For the moment we will consider this accusation and then move on to the others.
First, the two sound nothing alike. This is paramount for the simple reason that the cornerstone of past claims of theft in songwriting has always been that they "sound" too much like another song. Recall, John Fogerty was famously sued by his previous record label, Fantasy, who owned the rights to "Run Through the Jungle," when he released "The Old Man Down the Road," on Warner Brothers, and to be fair, these sound incredibly similar. Fogerty won the case.
The issue with the Adele/Waits controversy, is that folks are now claiming that she is pirating ideas and content for music. In this case, a phone call with an ex to catch up, wax nostalgic and tease out what sent the couple into a tailspin. This is a slippery slope. If we are going to accuse artists of aping ideas for songs we're fucked.
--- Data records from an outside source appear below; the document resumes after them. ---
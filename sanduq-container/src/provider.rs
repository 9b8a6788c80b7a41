//! Providers: reusable bundles of definitions.
//!
//! A provider writes a group of related definitions and classes into a
//! builder, so configuration can be split by domain.
//!
//! # Examples
//! ```rust,ignore
//! struct MailProvider;
//!
//! impl Provider for MailProvider {
//!     fn register(&self, registry: &mut dyn ProviderRegistry) {
//!         registry.define("mail.sender", value(String::from("noreply@example.com")));
//!         registry.define("Mailer", create::<SmtpMailer>().lazy().into());
//!         registry.register_class(ClassInfo::of::<Newsletter>());
//!     }
//! }
//! ```

use crate::definition::Descriptor;
use crate::introspect::ClassInfo;

/// A module that adds related definitions to a container.
///
/// Providers encourage modular configuration. Instead of one giant
/// definition block, split the definitions by domain:
///
/// ```rust,ignore
/// let container = Container::builder()
///     .add_provider(&DatabaseProvider)
///     .add_provider(&MailProvider)
///     .build()?;
/// ```
pub trait Provider: Send + Sync {
    /// Adds definitions and classes.
    ///
    /// Called once, while the container is being built.
    fn register(&self, registry: &mut dyn ProviderRegistry);

    /// Optional: human-readable name for logs.
    fn name(&self) -> &str {
        std::any::type_name::<Self>()
    }
}

/// What a [`Provider`] can write to.
///
/// Implemented by `ContainerBuilder`; a separate trait so providers can be
/// tested without building a container.
pub trait ProviderRegistry {
    /// Defines `name`; a later definition for the same name wins.
    fn define(&mut self, name: &str, definition: Descriptor);

    /// Makes a class available for autowiring.
    fn register_class(&mut self, class: ClassInfo);
}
Heavy-hitters such as The Beatles, The Rolling Stones, Bob Dylan and Led Zeppelin have also come under fire for their "borrowing" of songs from the catalogs of American blues players, citing that they were working in the same tradition of said blues and folk performers: the oral and musical history is passed down from one player to the next. Just as Willie Dixon, the genius bass player, composer and lyricist for Chess Records, who was responsible for the majority of the catalogs of Muddy Waters, Little Walter, Howlin' Wolf, and subsequently the Stones, Zeppelin and Dylan, was borrowing from Robert Johnson, Son house, Charley Patton, etc.
This history has long been recorded and discussed by those that give a shit, i.e. folk academics, musicologists and nerdy historians (I count myself among their ilk). This is what the layperson doesn't understand when leveling accusations against Fogerty, Adele, Thicke, Zeppelin, Smith, the Stones and Dylan, to name a few. Everyone is stealing!
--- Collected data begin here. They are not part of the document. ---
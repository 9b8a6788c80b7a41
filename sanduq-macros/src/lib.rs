//! Procedural macros for Sanduq.
//!
//! Use them through the `sanduq` crate, which re-exports them.

use proc_macro::TokenStream;
use syn::{DeriveInput, parse_macro_input};

mod injectable;

/// Implements `sanduq::Injectable` for a struct with named fields (or a
/// unit struct), and registers it for class discovery.
///
/// Every field is a constructor parameter unless marked as a property.
/// Field attributes:
/// - `#[inject(name = "entry")]` resolves the field from `entry` instead
///   of the field type's hint
/// - `#[inject(default)]` falls back to `Default::default()` when nothing
///   can be resolved
/// - `#[inject(property)]` injects the field after construction; it starts
///   out as `Default::default()`
///
/// `#[injectable(name = "...")]` on the struct replaces the class name.
///
/// ```rust,ignore
/// #[derive(Injectable)]
/// struct Newsletter {
///     mailer: Ref<Mailer>,
///     #[inject(name = "newsletter.subject")]
///     subject: String,
///     #[inject(default)]
///     batch_size: usize,
///     #[inject(property)]
///     audit: Option<Ref<AuditLog>>,
/// }
/// ```
#[proc_macro_derive(Injectable, attributes(injectable, inject))]
pub fn derive_injectable(input: TokenStream) -> TokenStream {
    let input = parse_macro_input!(input as DeriveInput);
    match injectable::expand(&input) {
        Ok(tokens) => tokens.into(),
        Err(err) => err.write_errors().into(),
    }
}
Dylan has gone on record stating that he wanted to use the chord progression from Ritchie Valens' "La Bamba" in something new, it just so happens that his biggest hit "Like A Rolling Stone" was that tune, specifically the chorus. So does Dylan owe Valens millions? To get specific, the chord progression that Valens and Dylan both used is called a I-IV-V (or "1-4-5" chord progression, meaning they use the chord that the tune is in, say a C chord, then the chord that the fourth note of the scale is built on, F (IV) in the key of C, then G (V), comprende? This is also almost every Hank Williams song and almost every single Ramones song.
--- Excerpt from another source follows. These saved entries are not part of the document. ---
//! Definition sources: where the container looks names up.
//!
//! The container consults, in order: its own mutable
//! [`DefinitionRegistry`] (written by `set` and the builder), any extra
//! [`DefinitionSource`]s, and finally [`Autowiring`] over the class
//! catalog.

use std::collections::HashMap;
use std::sync::Arc;

use tracing::{debug, trace};

use crate::definition::{ClassDefinition, ClassRecipe, Definition};
use crate::introspect::ClassCatalog;

/// Maps names to definitions.
pub trait DefinitionSource: Send + Sync {
    /// Returns the definition for `name`, if this source has one.
    fn lookup(&self, name: &str) -> Option<Definition>;

    /// Names this source can define, for "did you mean?" suggestions.
    fn names(&self) -> Vec<String> {
        Vec::new()
    }
}

/// The container's own, writable definitions.
///
/// Later writes for a name replace earlier ones.
#[derive(Debug, Default)]
pub struct DefinitionRegistry {
    definitions: HashMap<String, Definition>,
}

impl DefinitionRegistry {
    /// Creates an empty registry.
    pub fn new() -> Self {
        Self::default()
    }

    /// Stores `definition` under its name, returning what it replaced.
    pub fn insert(&mut self, definition: Definition) -> Option<Definition> {
        debug!(
            name = definition.name(),
            kind = definition.kind(),
            "Registered definition"
        );
        self.definitions
            .insert(definition.name().to_string(), definition)
    }

    pub fn get(&self, name: &str) -> Option<&Definition> {
        self.definitions.get(name)
    }

    pub fn contains(&self, name: &str) -> bool {
        self.definitions.contains_key(name)
    }

    /// Iterates over all stored definitions.
    pub fn iter(&self) -> impl Iterator<Item = &Definition> {
        self.definitions.values()
    }

    /// Returns the number of stored definitions.
    pub fn len(&self) -> usize {
        self.definitions.len()
    }

    /// Returns `true` if nothing is defined.
    pub fn is_empty(&self) -> bool {
        self.definitions.is_empty()
    }
}

impl DefinitionSource for DefinitionRegistry {
    fn lookup(&self, name: &str) -> Option<Definition> {
        self.definitions.get(name).cloned()
    }

    fn names(&self) -> Vec<String> {
        self.definitions.keys().cloned().collect()
    }
}

/// Defines every catalog class under its class name.
///
/// Autowired classes are singletons, built eagerly, with no overrides:
/// every constructor parameter comes from its type hint or default.
#[derive(Debug, Clone)]
pub struct Autowiring {
    catalog: Arc<ClassCatalog>,
}

impl Autowiring {
    pub fn new(catalog: Arc<ClassCatalog>) -> Self {
        Self { catalog }
    }
}

impl DefinitionSource for Autowiring {
    fn lookup(&self, name: &str) -> Option<Definition> {
        let class = self.catalog.find(name)?;
        trace!(name, class = class.id().type_name(), "Autowiring class");
        Some(Definition::Class(Arc::new(ClassDefinition {
            name: name.to_string(),
            recipe: ClassRecipe::new(class),
        })))
    }

    fn names(&self) -> Vec<String> {
        self.catalog.names()
    }
}

/// The lookup chain: registry first, then extra sources, then autowiring.
pub(crate) struct SourceChain {
    pub registry: DefinitionRegistry,
    pub sources: Vec<Arc<dyn DefinitionSource>>,
    pub autowiring: Option<Autowiring>,
}

impl SourceChain {
    pub fn lookup(&self, name: &str) -> Option<Definition> {
        if let Some(definition) = self.registry.lookup(name) {
            return Some(definition);
        }
        self.sources
            .iter()
            .find_map(|source| source.lookup(name))
            .or_else(|| self.autowiring.as_ref()?.lookup(name))
    }

    pub fn contains(&self, name: &str) -> bool {
        self.registry.contains(name)
            || self.sources.iter().any(|source| source.lookup(name).is_some())
            || self
                .autowiring
                .as_ref()
                .is_some_and(|autowiring| autowiring.catalog.find(name).is_some())
    }

    pub fn names(&self) -> Vec<String> {
        let mut names = self.registry.names();
        for source in &self.sources {
            names.extend(source.names());
        }
        if let Some(autowiring) = &self.autowiring {
            names.extend(autowiring.names());
        }
        names.sort();
        names.dedup();
        names
    }
}

#[cfg(test)]
mod tests {
    use super::*;
    use crate::definition::{create, get, value, Descriptor};
    use crate::error::Result;
    use crate::introspect::{Arguments, Injectable, ParamSpec};

    struct Spool;

    impl Injectable for Spool {
        fn parameters() -> Vec<ParamSpec> {
            Vec::new()
        }

        fn construct(_: &mut Arguments) -> Result<Self> {
            Ok(Spool)
        }
    }

    struct Fixed(&'static str);

    impl DefinitionSource for Fixed {
        fn lookup(&self, name: &str) -> Option<Definition> {
            (name == self.0).then(|| value(0u8).into_definition(name))
        }

        fn names(&self) -> Vec<String> {
            vec![self.0.to_string()]
        }
    }

    fn chain(autowire: bool) -> SourceChain {
        let catalog = Arc::new(ClassCatalog::new());
        catalog.register_class::<Spool>();
        SourceChain {
            registry: DefinitionRegistry::new(),
            sources: vec![Arc::new(Fixed("external"))],
            autowiring: autowire.then(|| Autowiring::new(catalog)),
        }
    }

    #[test]
    fn insert_and_lookup() {
        let mut reg = DefinitionRegistry::new();
        reg.insert(value(1u32).into_definition("answer"));
        assert!(reg.contains("answer"));
        assert_eq!(reg.lookup("answer").map(|d| d.kind()), Some("value"));
        assert!(reg.lookup("question").is_none());
    }

    #[test]
    fn last_write_wins() {
        let mut reg = DefinitionRegistry::new();
        reg.insert(value(1u32).into_definition("x"));
        let replaced = reg.insert(get("y").into_definition("x"));
        assert_eq!(replaced.map(|d| d.kind()), Some("value"));
        assert_eq!(reg.lookup("x").map(|d| d.kind()), Some("alias"));
        assert_eq!(reg.len(), 1);
    }

    #[test]
    fn registry_shadows_sources_and_autowiring() {
        let mut chain = chain(true);
        chain
            .registry
            .insert(Descriptor::from(create::<Spool>().prototype()).into_definition("Spool"));

        match chain.lookup("Spool") {
            Some(Definition::Class(def)) => assert!(!def.recipe.scope().is_cached()),
            other => panic!("Expected registry class definition, got: {other:?}"),
        }
    }

    #[test]
    fn falls_back_to_sources_then_autowiring() {
        let chain = chain(true);
        assert_eq!(chain.lookup("external").map(|d| d.kind()), Some("value"));
        assert_eq!(chain.lookup("Spool").map(|d| d.kind()), Some("class"));
        assert!(chain.lookup("Nothing").is_none());
        assert!(chain.contains("Spool"));
        assert!(!chain.contains("Nothing"));
    }

    #[test]
    fn autowiring_can_be_disabled() {
        let chain = chain(false);
        assert!(chain.lookup("Spool").is_none());
        assert!(!chain.contains("Spool"));
    }

    #[test]
    fn names_cover_every_source() {
        let mut chain = chain(true);
        chain.registry.insert(value(1u8).into_definition("local"));
        assert_eq!(chain.names(), vec!["Spool", "external", "local"]);
    }
}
In Western popular music, excluding jazz, we're stuck with using about 3-4 chords per song and building melodies on the notes in those chords, leaving only so many options, which is why there has been an onslaught of YouTube videos that highlight the usage of the same chords in, like, every pop song. They have become a musical genre and online anomaly in themselves.
The issue at hand is money. If we're all borrowing, stealing, piggy-backing, but some are making millions off of it, where do we go? When a poor, rural blues artist is stealing it is in the folk tradition, when an established, multi-millionaire (usually white), steals, it's plagiarism. I have no problem with drawing that line, but doesn't art suffer?
So where does it end? If you don't know your history and your roots, then you are destined to make accusations like the ones hurled at the UK chanteuse. Bottom line, learn your musical history, know that Mozart is using the same harmonic anatomy and structure as Bach or Tom Petty or Bob Dylan or Adele or Ritchie Valens or Muddy Waters or Katy Perry, otherwise, you just sound like an ass, and I have to come to the defense of the worst thieves in the musical canon, the most recent ones.